● **Assignment**: Your task is to copy each line of the listing that contains the word "after".

*** Opening Exercise materials ***

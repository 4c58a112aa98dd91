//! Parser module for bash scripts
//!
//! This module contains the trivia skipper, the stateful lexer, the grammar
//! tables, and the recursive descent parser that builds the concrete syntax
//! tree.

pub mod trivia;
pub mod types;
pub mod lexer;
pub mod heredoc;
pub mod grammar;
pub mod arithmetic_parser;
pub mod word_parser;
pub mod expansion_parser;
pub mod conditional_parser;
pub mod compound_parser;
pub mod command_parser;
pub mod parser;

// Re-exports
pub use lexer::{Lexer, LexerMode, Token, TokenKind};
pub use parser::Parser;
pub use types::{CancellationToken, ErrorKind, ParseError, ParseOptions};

*** Closing Exercise materials ***
*** Opening Exercise materials ***

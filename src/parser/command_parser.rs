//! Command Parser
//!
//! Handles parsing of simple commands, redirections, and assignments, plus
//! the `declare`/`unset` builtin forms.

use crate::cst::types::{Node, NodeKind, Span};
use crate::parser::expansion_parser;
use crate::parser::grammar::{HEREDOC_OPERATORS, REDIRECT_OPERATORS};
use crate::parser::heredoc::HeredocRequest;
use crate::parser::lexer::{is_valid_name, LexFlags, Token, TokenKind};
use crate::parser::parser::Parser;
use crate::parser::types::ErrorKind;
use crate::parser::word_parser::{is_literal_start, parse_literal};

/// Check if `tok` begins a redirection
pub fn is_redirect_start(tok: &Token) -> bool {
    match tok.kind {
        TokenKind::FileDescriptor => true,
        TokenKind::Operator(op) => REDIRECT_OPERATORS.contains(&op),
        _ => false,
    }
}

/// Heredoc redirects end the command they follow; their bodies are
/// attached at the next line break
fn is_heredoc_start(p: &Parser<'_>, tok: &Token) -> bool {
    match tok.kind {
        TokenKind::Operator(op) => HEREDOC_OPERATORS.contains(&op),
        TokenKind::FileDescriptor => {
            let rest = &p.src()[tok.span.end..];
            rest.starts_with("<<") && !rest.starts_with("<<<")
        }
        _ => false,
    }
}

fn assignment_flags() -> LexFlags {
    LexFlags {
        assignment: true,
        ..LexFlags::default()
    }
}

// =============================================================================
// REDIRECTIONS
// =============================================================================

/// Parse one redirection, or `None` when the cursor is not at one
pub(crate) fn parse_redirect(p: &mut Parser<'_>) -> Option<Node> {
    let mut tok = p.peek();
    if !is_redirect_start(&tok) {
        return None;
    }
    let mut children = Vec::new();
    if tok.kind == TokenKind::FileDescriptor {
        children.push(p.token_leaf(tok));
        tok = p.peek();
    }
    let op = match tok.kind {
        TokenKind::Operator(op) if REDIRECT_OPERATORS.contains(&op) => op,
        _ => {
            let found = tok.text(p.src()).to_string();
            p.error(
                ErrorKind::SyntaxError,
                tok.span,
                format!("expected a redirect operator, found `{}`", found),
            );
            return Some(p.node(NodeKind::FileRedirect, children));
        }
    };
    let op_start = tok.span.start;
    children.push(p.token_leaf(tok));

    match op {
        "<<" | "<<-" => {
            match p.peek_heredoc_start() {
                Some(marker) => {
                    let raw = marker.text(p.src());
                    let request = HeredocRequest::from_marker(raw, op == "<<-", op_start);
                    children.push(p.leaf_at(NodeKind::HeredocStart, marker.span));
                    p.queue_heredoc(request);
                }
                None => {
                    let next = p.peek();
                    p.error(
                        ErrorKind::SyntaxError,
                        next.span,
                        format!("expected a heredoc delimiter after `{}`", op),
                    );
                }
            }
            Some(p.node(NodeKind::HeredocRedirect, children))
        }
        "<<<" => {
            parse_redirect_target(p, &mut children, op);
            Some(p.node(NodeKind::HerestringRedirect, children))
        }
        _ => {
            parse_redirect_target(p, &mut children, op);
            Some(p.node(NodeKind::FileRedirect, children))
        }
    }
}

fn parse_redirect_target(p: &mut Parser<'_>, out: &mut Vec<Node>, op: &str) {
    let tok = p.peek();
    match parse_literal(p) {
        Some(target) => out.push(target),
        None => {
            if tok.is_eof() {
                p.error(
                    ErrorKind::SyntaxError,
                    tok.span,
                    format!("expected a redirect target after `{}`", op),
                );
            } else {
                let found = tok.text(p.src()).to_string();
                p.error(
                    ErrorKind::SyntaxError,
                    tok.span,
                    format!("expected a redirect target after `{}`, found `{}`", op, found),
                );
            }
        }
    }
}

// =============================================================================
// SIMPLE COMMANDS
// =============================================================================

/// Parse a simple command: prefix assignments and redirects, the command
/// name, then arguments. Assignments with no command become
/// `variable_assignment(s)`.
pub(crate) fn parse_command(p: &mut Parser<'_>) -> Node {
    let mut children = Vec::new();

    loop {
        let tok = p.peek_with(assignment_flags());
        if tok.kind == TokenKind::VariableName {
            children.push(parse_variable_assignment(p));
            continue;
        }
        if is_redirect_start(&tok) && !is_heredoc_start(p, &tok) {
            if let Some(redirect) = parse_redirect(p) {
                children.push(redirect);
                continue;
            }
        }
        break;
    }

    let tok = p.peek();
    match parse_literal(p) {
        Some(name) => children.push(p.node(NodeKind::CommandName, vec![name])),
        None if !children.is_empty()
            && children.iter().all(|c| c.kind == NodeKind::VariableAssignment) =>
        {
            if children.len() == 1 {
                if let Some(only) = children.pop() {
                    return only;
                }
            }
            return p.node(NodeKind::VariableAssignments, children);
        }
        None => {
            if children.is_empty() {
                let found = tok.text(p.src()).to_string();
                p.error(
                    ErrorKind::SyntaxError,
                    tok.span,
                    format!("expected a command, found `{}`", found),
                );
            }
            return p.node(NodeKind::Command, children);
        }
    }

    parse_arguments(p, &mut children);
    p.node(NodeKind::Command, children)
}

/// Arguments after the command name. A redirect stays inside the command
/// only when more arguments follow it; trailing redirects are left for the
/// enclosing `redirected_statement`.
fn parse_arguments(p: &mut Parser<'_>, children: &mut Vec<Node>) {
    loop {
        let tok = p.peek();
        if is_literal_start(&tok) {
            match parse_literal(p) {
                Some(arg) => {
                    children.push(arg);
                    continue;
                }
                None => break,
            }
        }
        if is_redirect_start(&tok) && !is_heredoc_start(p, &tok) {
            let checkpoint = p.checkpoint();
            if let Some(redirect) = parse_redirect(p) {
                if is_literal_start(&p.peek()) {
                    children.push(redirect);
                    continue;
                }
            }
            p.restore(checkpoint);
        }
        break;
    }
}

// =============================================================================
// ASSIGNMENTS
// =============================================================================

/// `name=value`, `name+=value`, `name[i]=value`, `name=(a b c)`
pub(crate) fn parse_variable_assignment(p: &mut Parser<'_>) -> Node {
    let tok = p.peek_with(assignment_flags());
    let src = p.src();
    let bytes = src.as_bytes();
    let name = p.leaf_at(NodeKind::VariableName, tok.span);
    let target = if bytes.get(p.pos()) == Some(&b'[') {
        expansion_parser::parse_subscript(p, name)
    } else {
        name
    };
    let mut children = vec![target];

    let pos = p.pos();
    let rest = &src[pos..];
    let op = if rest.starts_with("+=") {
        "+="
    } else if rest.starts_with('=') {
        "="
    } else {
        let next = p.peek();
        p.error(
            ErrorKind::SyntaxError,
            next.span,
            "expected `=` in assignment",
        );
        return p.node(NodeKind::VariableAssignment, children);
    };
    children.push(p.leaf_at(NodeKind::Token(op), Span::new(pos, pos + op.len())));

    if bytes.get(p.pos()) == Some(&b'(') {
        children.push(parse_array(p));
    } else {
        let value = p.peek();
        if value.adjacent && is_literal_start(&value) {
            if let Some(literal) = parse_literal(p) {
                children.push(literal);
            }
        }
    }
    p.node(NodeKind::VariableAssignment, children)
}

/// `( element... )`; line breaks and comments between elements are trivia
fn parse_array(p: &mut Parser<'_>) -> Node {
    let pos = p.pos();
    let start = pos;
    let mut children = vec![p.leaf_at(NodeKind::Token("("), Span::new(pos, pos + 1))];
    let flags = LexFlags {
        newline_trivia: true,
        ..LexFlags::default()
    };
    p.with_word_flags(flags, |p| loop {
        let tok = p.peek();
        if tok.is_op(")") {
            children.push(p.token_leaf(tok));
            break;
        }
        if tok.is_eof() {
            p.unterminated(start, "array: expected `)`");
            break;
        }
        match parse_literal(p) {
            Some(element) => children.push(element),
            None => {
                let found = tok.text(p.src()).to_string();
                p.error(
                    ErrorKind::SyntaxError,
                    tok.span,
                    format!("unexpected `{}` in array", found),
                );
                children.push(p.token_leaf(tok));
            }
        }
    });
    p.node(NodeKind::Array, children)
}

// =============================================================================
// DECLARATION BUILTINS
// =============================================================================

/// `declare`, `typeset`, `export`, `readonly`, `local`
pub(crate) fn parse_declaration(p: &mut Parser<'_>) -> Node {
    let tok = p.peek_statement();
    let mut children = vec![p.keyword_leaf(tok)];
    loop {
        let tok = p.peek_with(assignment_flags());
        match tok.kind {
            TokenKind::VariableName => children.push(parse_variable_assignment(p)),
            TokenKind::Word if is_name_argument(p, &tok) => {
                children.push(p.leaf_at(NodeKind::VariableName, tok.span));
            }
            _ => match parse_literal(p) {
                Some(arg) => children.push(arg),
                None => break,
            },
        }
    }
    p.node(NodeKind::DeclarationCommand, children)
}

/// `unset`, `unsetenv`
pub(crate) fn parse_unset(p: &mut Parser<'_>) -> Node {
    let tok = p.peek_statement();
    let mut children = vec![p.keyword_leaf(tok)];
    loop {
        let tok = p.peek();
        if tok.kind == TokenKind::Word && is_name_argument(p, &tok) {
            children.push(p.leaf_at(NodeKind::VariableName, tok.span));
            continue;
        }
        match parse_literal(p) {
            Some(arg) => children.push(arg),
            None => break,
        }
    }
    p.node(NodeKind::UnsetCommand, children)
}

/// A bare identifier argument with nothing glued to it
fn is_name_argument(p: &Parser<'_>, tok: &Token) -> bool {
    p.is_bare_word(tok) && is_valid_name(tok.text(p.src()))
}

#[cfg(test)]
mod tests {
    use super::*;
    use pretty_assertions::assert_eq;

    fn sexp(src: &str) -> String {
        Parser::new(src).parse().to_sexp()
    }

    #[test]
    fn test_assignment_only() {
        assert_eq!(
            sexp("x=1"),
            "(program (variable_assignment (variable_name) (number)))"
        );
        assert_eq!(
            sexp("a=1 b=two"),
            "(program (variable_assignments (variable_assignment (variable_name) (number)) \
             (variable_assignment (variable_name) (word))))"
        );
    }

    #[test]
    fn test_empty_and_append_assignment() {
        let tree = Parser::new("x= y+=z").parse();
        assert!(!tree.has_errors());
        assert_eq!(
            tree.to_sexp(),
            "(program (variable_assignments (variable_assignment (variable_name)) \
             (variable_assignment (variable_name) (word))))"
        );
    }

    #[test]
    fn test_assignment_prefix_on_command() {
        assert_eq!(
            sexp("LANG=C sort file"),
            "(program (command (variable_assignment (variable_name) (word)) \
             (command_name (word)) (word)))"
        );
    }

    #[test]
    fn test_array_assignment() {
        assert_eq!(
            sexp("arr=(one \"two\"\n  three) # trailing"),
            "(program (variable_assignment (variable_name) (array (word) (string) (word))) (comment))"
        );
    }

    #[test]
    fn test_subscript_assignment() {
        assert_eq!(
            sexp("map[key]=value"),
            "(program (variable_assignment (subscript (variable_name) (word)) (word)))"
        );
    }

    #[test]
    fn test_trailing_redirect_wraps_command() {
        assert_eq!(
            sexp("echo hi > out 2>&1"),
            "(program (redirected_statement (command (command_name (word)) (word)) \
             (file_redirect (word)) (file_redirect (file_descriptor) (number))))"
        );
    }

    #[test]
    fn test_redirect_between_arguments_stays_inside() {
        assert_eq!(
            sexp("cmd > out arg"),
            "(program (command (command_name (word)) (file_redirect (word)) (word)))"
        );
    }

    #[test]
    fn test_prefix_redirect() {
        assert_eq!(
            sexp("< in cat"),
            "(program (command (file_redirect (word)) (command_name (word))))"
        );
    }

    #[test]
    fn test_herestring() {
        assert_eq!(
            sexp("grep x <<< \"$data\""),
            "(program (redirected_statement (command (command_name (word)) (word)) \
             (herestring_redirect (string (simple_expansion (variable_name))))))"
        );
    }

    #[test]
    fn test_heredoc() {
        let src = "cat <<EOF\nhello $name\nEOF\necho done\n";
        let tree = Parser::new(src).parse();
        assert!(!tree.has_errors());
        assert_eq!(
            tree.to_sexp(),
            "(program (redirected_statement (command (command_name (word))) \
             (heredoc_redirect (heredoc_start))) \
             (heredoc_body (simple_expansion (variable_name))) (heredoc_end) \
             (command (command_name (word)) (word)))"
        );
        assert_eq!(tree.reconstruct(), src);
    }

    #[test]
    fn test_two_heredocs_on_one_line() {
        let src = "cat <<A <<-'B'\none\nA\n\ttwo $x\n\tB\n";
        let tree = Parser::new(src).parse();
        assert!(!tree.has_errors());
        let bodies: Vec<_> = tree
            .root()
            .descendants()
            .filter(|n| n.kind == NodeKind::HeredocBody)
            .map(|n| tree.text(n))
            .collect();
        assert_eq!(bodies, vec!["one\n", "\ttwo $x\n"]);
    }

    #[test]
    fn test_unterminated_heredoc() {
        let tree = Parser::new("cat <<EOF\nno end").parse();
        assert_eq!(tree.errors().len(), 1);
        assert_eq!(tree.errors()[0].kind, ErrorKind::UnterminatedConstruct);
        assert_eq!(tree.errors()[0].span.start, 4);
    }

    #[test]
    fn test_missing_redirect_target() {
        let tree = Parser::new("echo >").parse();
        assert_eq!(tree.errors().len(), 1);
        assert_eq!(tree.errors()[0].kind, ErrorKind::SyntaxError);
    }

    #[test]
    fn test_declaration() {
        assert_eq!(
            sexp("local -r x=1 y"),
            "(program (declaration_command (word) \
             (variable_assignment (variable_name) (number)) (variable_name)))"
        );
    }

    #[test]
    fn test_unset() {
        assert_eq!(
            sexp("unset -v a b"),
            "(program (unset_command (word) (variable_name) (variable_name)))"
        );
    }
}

*** Closing Exercise materials ***
*** Opening Exercise materials ***

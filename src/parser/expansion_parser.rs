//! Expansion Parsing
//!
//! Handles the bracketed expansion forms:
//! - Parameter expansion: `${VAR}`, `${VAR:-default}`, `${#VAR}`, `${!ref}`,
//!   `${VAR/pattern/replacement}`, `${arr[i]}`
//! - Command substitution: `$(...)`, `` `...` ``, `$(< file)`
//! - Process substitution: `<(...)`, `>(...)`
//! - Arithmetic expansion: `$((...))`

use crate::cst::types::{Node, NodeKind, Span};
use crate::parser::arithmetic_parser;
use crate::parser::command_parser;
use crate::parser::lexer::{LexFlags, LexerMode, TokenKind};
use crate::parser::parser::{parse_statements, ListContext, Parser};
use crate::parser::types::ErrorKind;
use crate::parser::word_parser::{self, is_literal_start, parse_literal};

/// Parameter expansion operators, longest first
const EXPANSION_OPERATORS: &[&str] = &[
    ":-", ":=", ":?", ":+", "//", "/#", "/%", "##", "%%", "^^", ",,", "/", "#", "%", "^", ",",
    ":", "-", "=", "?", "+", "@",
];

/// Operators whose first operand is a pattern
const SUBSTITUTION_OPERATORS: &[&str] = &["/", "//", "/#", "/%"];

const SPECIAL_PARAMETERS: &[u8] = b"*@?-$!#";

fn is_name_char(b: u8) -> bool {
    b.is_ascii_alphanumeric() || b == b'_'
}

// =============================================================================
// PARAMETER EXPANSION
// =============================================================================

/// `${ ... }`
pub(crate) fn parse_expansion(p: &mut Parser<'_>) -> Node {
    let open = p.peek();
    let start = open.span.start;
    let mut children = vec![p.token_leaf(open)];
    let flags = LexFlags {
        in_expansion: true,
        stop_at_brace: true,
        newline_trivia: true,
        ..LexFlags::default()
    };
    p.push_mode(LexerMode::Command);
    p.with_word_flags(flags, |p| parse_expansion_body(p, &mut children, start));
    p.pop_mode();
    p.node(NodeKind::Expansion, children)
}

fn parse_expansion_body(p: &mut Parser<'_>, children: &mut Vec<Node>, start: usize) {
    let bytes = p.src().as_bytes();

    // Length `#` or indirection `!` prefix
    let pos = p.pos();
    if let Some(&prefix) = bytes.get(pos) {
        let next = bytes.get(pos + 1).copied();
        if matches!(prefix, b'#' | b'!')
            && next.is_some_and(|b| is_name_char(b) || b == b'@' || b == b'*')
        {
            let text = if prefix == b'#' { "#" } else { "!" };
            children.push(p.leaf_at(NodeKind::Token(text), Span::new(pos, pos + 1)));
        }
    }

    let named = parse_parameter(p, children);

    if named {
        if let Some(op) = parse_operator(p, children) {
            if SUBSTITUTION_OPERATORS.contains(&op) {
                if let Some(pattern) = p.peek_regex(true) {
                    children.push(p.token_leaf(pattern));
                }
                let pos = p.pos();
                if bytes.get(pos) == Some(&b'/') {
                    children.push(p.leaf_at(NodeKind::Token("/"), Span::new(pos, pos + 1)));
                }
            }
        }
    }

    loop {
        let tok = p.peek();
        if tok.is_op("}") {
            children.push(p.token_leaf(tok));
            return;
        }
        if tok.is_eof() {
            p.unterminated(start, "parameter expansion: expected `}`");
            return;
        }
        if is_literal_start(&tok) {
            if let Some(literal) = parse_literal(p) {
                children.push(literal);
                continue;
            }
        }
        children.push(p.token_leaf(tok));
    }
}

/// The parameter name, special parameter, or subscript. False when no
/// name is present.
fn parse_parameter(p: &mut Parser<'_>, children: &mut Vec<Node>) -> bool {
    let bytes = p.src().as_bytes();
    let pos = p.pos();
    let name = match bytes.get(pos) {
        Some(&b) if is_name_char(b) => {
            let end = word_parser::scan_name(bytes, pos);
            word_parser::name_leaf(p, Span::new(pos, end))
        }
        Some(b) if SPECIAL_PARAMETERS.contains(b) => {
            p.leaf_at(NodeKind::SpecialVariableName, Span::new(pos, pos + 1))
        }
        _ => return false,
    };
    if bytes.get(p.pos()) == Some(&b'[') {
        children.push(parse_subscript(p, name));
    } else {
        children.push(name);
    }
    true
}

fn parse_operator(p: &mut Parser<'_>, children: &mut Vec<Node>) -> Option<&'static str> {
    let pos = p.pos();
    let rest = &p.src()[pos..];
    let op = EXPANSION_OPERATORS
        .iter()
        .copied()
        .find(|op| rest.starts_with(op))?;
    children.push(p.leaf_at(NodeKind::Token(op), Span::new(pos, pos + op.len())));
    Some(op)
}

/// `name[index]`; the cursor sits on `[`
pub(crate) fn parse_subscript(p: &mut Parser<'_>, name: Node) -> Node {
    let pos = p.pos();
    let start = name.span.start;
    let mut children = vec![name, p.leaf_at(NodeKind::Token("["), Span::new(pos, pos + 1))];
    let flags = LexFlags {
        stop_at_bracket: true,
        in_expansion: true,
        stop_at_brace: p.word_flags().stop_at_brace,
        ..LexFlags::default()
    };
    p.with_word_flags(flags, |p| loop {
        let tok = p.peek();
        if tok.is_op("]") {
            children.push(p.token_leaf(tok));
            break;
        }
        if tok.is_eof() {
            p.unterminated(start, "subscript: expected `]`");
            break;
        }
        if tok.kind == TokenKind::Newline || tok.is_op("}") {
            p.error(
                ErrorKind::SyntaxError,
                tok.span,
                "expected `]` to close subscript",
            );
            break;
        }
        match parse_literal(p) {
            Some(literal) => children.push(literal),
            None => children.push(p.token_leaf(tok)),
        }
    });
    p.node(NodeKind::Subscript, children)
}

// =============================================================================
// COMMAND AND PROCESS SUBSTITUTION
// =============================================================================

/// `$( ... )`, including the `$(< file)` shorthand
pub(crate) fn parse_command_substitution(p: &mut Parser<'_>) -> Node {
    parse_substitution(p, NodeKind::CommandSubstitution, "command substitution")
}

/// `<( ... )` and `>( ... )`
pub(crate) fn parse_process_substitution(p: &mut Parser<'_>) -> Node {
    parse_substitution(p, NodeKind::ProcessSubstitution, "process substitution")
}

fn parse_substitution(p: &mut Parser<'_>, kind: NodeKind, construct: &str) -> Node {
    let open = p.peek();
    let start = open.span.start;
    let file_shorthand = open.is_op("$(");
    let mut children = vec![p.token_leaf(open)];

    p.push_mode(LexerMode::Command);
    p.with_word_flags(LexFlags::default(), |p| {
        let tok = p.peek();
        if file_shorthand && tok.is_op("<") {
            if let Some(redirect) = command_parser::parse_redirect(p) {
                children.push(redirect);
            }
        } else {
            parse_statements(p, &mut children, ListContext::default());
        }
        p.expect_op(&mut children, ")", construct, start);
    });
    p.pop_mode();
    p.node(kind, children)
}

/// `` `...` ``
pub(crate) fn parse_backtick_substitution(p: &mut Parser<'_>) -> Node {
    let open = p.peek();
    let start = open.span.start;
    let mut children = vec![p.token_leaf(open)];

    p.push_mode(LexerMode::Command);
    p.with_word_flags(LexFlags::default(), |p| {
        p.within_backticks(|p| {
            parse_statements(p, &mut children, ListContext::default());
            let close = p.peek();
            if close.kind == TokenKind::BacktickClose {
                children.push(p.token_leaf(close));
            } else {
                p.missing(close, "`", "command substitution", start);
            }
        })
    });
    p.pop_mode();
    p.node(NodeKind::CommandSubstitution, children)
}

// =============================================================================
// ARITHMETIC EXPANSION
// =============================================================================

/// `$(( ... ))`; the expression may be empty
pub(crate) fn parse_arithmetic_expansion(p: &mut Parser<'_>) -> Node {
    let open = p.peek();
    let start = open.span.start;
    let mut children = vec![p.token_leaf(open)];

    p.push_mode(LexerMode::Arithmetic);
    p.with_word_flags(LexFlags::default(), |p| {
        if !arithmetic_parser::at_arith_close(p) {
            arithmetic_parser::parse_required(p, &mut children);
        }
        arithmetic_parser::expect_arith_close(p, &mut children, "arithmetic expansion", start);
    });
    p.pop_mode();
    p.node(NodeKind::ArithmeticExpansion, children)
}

*** Closing Exercise materials ***

● **Answer to the exercise**:
                        format!("expected a heredoc delimiter after `{}`", op),
                    format!("expected a redirect target after `{}`", op),
                    format!("expected a redirect target after `{}`, found `{}`", op, found),
/// Arguments after the command name. A redirect stays inside the command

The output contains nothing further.